[Dataset entries]
==*==
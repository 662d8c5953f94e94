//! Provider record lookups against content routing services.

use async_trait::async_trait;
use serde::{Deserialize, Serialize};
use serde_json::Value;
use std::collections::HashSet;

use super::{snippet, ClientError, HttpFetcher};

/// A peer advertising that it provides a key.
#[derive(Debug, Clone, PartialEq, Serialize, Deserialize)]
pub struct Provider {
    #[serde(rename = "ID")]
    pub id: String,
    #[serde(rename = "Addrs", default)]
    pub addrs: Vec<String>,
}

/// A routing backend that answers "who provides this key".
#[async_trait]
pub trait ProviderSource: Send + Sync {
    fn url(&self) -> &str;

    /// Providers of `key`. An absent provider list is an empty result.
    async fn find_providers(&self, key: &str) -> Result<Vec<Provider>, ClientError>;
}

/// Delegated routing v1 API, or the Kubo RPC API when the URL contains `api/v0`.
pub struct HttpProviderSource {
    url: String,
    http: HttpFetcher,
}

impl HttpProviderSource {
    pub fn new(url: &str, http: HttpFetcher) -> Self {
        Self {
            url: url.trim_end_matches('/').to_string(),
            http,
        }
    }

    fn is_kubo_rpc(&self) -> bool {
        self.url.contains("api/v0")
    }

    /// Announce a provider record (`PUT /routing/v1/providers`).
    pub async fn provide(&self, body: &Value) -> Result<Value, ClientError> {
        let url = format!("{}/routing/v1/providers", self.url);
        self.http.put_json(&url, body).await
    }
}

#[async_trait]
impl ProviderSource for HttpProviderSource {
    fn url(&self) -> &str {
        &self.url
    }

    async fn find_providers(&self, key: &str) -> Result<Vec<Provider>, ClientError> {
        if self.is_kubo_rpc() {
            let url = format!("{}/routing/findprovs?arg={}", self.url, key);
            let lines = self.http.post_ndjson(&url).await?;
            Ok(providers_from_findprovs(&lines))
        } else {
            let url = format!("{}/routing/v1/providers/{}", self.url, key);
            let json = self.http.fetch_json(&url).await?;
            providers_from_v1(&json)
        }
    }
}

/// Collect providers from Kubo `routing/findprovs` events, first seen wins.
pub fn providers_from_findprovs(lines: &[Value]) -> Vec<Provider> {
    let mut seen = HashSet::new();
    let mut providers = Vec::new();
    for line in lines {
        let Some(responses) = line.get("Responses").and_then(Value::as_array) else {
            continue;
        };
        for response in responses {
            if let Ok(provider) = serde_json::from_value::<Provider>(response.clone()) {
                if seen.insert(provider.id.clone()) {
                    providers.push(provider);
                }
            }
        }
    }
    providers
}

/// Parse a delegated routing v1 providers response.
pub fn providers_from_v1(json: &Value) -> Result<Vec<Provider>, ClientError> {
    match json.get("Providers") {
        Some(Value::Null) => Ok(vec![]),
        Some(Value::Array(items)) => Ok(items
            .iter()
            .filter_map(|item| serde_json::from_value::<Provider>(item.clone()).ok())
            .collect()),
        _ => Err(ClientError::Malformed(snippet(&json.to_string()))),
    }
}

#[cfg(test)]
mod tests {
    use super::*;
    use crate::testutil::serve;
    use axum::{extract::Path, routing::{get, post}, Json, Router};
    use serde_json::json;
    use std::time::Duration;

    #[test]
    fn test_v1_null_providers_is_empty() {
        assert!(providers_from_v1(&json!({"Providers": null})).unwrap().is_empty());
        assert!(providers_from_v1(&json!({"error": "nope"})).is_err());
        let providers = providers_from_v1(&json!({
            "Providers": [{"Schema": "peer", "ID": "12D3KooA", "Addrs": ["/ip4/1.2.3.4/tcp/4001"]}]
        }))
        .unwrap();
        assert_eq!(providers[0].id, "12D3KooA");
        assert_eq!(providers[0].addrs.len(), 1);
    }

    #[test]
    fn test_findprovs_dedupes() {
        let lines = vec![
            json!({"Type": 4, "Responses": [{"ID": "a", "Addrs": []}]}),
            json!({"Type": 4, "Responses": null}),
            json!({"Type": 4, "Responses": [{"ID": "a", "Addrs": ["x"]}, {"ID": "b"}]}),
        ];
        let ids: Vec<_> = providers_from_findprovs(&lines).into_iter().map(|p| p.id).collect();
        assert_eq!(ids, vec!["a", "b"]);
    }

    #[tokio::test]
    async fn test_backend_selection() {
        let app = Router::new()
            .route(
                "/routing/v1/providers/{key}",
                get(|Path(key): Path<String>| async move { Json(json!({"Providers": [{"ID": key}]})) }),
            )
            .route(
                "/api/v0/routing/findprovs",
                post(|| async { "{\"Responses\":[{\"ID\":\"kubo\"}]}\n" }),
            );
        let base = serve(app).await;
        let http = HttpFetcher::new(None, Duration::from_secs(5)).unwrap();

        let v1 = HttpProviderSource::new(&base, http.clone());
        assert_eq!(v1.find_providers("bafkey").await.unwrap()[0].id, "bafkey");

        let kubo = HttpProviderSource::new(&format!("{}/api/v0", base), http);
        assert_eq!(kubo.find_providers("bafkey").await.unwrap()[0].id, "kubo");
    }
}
==*==
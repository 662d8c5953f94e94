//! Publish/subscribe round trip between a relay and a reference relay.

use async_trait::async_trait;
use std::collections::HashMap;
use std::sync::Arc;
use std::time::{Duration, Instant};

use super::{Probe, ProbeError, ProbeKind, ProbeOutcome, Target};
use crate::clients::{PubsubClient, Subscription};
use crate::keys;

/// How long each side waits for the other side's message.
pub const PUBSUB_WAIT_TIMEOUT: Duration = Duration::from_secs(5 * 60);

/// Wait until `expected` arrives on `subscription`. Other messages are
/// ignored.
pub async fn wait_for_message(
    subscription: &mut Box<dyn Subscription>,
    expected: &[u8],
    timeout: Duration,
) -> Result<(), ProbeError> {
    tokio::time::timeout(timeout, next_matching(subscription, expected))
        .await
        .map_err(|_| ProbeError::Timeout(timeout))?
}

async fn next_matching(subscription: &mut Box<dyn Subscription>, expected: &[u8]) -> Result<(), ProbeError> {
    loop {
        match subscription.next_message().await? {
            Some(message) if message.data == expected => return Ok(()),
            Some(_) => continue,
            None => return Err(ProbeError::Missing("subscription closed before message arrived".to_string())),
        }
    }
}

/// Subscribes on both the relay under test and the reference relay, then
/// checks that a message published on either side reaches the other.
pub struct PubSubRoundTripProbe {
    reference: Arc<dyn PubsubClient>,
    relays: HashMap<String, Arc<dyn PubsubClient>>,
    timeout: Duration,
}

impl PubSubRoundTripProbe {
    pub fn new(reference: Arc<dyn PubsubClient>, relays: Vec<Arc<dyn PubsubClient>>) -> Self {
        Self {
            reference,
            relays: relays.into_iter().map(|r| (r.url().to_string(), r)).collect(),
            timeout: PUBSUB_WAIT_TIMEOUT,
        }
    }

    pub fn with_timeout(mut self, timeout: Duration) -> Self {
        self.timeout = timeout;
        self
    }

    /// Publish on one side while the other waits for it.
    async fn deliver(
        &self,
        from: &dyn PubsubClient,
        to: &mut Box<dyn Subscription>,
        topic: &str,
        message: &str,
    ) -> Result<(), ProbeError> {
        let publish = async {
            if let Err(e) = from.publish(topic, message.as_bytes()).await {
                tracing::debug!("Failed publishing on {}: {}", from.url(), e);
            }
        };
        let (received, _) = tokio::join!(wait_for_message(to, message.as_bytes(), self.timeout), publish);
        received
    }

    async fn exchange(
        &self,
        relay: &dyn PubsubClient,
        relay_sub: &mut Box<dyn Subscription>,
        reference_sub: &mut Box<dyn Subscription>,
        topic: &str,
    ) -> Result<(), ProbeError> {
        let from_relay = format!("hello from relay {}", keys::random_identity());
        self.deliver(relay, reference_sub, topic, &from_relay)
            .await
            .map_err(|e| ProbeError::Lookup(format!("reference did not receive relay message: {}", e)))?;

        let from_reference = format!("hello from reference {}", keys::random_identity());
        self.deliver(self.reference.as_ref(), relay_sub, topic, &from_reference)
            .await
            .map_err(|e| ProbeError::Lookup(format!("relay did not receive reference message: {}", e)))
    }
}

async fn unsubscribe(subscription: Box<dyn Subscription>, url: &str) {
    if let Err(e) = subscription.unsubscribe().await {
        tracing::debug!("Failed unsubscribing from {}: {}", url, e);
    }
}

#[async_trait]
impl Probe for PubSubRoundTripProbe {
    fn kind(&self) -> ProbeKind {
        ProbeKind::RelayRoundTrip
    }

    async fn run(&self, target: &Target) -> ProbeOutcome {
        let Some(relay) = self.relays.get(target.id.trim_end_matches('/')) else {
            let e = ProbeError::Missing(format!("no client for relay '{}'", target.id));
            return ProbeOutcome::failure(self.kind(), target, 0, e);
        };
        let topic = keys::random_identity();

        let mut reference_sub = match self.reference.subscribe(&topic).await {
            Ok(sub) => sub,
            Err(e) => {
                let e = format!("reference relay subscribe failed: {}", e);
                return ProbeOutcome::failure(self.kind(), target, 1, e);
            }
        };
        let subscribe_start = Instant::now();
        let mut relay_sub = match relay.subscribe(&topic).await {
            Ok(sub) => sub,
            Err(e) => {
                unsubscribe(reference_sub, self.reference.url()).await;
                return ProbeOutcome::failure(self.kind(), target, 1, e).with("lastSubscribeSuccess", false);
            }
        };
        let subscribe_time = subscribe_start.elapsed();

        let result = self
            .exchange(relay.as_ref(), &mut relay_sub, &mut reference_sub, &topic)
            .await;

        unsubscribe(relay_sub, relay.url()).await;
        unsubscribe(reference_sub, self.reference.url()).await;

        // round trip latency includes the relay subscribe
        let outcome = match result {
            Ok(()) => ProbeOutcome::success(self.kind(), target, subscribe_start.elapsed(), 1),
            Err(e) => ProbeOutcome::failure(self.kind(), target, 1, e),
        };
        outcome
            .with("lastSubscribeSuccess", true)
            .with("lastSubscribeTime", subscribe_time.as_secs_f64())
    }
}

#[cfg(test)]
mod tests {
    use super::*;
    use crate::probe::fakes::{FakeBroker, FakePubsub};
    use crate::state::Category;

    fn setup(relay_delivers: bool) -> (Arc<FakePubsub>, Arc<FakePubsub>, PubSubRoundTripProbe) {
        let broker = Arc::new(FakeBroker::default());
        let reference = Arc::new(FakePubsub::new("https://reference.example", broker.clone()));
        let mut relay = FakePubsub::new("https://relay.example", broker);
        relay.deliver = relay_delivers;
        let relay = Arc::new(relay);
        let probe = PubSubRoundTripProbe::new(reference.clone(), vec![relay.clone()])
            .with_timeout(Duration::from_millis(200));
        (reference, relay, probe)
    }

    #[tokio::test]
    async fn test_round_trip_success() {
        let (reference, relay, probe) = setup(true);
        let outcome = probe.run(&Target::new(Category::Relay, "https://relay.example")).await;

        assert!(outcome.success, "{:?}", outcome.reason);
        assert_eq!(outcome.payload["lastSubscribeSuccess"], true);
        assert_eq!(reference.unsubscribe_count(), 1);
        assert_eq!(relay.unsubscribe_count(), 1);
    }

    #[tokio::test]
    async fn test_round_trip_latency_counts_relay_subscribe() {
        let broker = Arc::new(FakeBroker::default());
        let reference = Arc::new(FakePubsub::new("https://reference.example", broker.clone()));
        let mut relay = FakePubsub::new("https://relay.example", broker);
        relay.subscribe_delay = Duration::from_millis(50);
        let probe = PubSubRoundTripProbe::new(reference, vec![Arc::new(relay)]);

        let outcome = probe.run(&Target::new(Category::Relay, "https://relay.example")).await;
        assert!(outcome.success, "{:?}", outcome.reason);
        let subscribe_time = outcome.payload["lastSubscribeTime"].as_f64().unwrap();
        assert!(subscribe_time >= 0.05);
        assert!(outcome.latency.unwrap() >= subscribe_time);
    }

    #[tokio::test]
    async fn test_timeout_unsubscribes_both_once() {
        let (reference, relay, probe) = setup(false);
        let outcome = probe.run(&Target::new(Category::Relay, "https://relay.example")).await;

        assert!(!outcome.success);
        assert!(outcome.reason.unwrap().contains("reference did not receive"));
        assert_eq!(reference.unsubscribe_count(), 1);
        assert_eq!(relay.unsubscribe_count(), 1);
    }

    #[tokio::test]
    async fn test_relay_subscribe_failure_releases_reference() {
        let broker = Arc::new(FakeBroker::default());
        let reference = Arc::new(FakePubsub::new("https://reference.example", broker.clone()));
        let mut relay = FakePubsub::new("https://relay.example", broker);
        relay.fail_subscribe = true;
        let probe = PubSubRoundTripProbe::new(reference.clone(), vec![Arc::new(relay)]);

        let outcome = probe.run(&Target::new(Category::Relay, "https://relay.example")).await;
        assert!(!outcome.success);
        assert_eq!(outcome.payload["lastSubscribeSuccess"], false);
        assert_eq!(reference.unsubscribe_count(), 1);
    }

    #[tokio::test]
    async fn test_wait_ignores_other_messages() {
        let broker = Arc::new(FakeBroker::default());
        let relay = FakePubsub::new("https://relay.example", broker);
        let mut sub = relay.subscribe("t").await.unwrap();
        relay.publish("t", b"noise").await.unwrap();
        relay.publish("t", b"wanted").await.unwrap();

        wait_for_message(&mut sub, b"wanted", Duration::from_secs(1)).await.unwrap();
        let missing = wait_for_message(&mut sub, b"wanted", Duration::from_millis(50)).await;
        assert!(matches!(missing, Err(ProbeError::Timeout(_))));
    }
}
==*==
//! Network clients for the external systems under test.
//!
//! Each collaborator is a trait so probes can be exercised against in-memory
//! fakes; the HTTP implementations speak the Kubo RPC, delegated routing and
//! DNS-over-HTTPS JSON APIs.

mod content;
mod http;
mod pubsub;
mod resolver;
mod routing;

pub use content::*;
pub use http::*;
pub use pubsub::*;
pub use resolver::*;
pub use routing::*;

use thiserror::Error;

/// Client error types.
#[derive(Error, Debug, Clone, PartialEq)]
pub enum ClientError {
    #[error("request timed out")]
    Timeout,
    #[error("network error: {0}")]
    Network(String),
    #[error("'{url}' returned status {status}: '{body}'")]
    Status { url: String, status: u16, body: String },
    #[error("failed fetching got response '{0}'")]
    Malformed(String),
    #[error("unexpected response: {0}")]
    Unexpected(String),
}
==*==
- [Exercise directions]
Look through the records and copy down every line that holds "exchange".

- [Response to this task]
    async fn exchange(
            .exchange(relay.as_ref(), &mut relay_sub, &mut reference_sub, &topic)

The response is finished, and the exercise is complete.